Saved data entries
BEGIN
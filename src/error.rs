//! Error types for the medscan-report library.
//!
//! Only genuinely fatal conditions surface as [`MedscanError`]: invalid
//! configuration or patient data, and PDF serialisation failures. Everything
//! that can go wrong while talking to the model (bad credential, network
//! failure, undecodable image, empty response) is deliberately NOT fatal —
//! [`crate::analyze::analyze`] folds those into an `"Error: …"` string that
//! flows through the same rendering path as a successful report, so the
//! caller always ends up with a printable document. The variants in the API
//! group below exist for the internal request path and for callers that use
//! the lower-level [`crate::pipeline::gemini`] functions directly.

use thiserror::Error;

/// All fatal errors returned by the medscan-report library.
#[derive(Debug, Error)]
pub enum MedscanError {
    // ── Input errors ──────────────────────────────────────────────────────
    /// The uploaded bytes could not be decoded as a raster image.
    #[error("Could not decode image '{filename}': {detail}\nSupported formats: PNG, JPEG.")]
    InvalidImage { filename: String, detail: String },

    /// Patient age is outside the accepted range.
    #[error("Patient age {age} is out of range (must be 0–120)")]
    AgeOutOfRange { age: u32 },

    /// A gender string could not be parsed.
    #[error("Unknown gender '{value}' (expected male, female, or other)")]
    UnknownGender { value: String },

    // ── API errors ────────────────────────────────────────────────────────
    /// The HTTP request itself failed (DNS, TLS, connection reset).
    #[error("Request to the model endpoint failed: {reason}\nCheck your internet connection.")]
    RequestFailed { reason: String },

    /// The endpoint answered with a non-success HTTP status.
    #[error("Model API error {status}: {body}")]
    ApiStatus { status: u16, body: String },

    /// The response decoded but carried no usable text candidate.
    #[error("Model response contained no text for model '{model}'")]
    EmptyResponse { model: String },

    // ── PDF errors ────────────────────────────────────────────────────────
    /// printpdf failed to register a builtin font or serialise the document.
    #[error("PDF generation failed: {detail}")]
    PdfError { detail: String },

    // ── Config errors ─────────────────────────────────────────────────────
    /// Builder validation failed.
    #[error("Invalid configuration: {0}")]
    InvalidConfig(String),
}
END
BEGIN
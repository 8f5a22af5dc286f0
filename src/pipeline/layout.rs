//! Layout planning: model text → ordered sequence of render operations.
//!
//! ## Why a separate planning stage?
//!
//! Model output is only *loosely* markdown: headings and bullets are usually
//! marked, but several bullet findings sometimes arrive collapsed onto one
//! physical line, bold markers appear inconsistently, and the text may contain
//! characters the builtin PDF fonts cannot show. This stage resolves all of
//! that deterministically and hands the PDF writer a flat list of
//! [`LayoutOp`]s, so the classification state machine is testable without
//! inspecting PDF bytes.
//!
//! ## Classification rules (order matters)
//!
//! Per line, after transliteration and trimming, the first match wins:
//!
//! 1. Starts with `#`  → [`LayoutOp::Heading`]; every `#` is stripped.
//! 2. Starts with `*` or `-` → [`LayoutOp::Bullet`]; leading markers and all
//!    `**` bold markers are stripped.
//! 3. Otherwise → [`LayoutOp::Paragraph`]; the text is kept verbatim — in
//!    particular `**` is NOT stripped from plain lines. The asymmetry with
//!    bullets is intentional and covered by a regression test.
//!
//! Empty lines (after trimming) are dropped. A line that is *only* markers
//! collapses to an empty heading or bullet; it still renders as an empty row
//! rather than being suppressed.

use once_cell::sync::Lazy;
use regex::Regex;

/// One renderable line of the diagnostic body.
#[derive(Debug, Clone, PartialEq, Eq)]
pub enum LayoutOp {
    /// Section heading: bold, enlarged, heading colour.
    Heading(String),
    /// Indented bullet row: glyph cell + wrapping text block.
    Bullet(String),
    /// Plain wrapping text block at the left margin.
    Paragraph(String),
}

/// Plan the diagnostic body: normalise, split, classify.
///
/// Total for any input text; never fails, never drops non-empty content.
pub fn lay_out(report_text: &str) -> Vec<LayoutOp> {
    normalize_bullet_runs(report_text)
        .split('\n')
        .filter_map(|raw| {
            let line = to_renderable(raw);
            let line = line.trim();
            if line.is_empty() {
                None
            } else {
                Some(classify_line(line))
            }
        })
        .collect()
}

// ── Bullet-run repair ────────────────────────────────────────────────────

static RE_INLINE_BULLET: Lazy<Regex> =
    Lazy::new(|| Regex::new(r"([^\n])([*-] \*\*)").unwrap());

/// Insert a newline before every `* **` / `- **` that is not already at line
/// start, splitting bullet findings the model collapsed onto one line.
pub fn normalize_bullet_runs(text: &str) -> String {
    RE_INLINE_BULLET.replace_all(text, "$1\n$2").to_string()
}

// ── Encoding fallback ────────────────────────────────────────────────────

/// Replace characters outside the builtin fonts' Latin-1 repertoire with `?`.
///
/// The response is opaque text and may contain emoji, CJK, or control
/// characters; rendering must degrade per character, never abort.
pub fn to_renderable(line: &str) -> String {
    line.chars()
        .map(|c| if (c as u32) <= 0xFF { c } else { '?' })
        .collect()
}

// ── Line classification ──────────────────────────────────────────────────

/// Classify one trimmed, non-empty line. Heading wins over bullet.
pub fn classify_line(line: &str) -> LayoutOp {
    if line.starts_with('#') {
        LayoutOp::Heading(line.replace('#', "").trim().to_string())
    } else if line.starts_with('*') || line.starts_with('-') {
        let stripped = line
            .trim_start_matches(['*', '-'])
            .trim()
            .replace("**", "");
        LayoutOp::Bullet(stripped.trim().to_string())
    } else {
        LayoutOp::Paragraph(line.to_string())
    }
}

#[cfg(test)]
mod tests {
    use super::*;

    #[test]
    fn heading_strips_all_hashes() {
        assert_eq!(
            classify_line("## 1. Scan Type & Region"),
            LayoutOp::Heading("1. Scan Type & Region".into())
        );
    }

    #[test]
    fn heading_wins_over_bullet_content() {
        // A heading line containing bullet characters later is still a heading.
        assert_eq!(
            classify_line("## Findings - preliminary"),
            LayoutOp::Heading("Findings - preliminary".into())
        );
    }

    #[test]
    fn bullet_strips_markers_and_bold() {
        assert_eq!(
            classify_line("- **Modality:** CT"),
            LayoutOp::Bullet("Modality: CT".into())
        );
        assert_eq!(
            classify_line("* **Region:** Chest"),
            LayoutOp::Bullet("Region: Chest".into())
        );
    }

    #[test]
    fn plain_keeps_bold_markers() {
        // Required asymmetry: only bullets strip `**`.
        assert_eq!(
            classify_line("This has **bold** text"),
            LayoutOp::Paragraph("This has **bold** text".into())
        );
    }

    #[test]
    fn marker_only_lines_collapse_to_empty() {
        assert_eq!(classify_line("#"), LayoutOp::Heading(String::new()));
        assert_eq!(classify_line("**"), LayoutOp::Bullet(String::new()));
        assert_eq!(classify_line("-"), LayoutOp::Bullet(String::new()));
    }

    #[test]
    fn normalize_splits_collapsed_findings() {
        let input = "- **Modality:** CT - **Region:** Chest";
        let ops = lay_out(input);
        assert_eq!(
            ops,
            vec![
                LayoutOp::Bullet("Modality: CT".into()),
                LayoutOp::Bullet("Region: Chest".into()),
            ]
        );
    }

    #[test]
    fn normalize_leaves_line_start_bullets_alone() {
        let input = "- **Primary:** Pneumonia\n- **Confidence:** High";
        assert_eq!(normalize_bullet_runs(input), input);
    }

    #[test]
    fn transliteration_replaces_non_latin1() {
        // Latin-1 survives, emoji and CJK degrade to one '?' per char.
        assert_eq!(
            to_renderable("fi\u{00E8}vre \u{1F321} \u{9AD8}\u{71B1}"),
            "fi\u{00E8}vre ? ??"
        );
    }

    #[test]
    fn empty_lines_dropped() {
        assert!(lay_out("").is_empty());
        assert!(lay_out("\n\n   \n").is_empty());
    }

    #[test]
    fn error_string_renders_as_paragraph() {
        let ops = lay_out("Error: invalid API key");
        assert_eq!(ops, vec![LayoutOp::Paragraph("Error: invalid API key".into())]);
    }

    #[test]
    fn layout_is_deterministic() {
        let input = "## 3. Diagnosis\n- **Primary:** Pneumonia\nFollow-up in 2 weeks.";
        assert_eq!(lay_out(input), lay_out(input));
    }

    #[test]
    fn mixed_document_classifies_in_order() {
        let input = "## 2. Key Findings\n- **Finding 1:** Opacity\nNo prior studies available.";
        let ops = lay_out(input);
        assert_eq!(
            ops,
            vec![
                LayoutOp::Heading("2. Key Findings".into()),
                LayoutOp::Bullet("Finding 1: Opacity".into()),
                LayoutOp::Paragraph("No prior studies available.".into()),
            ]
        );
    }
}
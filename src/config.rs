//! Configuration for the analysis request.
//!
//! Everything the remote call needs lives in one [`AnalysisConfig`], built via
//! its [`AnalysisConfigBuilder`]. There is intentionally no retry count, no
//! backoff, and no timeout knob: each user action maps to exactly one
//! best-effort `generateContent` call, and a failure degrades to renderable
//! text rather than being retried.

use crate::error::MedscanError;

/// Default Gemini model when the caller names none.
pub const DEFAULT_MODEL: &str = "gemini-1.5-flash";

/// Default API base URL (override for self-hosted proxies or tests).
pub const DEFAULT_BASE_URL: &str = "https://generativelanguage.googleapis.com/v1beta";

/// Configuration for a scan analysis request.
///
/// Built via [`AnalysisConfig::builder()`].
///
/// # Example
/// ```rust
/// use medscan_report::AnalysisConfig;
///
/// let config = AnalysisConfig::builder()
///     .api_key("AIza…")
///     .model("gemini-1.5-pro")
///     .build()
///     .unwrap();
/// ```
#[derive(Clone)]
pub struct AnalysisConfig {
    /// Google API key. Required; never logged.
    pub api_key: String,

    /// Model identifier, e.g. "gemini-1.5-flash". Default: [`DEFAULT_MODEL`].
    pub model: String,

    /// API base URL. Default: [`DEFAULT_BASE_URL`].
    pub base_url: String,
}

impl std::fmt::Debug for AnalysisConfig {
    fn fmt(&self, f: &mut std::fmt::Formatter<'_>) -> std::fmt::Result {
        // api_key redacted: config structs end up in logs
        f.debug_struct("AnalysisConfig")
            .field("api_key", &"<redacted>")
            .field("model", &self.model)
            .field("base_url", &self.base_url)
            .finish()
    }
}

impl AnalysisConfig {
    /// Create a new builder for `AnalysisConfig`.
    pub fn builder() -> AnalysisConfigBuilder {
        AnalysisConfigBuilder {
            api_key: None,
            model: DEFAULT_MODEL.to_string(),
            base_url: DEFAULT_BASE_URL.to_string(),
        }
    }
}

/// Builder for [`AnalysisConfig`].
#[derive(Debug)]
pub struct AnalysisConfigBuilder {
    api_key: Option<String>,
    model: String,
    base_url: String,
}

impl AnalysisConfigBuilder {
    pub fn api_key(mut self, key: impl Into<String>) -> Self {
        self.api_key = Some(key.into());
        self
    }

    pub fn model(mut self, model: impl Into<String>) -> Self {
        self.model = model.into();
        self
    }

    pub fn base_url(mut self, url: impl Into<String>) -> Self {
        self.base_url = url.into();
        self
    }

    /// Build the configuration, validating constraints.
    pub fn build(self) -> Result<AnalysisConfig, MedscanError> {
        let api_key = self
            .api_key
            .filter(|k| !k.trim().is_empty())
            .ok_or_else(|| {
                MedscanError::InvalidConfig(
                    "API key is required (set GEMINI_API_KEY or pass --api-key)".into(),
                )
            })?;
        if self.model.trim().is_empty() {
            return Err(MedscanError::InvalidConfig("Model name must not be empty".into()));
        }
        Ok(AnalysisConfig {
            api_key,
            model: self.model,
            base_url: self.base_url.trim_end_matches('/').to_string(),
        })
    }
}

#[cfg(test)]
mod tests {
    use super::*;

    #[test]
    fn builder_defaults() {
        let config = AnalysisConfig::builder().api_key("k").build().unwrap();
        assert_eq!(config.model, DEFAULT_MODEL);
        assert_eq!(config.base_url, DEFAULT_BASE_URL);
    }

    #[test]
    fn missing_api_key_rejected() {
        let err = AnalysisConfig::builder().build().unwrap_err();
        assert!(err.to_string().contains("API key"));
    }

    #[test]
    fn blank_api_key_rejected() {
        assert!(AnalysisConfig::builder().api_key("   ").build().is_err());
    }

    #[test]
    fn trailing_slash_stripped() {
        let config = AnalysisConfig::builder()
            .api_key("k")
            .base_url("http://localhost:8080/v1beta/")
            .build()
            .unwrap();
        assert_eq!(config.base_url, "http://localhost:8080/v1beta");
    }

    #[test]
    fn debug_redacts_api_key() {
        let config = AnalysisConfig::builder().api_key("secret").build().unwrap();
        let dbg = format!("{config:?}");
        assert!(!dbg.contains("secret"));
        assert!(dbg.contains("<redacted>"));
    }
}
END
BEGIN
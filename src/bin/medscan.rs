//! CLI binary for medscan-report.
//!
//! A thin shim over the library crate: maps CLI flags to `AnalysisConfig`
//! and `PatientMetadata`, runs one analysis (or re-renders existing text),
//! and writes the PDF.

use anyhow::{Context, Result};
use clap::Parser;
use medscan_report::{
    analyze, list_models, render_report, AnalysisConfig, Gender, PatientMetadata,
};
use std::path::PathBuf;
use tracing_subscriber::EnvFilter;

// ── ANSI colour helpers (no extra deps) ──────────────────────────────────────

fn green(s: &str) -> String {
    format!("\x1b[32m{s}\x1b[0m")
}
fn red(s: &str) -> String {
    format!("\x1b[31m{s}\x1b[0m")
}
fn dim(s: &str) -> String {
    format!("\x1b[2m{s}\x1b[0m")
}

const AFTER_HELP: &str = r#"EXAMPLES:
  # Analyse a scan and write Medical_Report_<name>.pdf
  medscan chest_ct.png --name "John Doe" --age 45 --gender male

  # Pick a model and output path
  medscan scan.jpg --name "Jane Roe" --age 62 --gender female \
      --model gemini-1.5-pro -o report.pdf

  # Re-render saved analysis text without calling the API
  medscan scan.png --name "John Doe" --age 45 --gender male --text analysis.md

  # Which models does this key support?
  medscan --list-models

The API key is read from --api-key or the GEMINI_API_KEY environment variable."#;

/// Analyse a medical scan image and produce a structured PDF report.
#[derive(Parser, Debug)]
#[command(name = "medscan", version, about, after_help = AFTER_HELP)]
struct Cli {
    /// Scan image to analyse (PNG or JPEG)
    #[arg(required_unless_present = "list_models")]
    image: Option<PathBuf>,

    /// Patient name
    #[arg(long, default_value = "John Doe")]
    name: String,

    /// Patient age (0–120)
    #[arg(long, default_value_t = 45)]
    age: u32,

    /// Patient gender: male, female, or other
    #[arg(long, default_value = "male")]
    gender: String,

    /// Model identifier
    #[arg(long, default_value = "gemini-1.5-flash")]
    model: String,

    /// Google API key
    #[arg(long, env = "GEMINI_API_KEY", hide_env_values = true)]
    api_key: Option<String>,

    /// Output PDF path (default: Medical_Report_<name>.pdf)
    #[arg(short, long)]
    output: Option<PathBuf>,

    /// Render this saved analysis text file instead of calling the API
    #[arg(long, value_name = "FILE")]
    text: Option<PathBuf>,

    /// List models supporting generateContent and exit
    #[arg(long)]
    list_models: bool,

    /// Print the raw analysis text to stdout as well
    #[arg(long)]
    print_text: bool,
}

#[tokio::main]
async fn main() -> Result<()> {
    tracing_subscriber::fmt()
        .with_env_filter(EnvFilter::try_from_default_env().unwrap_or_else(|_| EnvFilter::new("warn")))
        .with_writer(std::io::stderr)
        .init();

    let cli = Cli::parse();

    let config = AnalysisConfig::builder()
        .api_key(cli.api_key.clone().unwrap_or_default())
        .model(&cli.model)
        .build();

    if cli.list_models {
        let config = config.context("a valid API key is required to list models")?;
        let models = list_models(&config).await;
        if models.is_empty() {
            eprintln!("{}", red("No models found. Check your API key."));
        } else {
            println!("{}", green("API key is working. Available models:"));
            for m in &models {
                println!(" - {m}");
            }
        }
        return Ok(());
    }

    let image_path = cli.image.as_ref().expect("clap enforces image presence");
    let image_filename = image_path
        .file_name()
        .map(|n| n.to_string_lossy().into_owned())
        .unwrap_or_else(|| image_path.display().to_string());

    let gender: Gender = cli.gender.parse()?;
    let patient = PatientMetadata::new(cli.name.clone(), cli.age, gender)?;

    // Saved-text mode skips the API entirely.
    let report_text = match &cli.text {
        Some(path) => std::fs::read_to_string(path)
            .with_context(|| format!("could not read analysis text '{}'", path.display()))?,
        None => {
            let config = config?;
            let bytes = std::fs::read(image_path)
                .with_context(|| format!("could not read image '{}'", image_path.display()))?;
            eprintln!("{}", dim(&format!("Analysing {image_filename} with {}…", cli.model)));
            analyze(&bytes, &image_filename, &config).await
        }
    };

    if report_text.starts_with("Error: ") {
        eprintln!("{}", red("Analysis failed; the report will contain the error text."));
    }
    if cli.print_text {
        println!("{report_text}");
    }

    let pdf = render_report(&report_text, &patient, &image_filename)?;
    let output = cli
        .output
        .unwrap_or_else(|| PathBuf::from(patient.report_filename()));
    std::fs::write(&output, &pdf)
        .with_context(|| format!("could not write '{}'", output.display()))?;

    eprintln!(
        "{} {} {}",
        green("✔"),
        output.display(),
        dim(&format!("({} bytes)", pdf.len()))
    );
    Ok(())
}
END
# TASK REQUIREMENTS:
Read the data above and pull out each line that holds the string "impl".

# COMPLETED TASK:
impl std::fmt::Debug for AnalysisConfig {
impl AnalysisConfig {
impl AnalysisConfigBuilder {
    pub fn api_key(mut self, key: impl Into<String>) -> Self {
    pub fn model(mut self, model: impl Into<String>) -> Self {
    pub fn base_url(mut self, url: impl Into<String>) -> Self {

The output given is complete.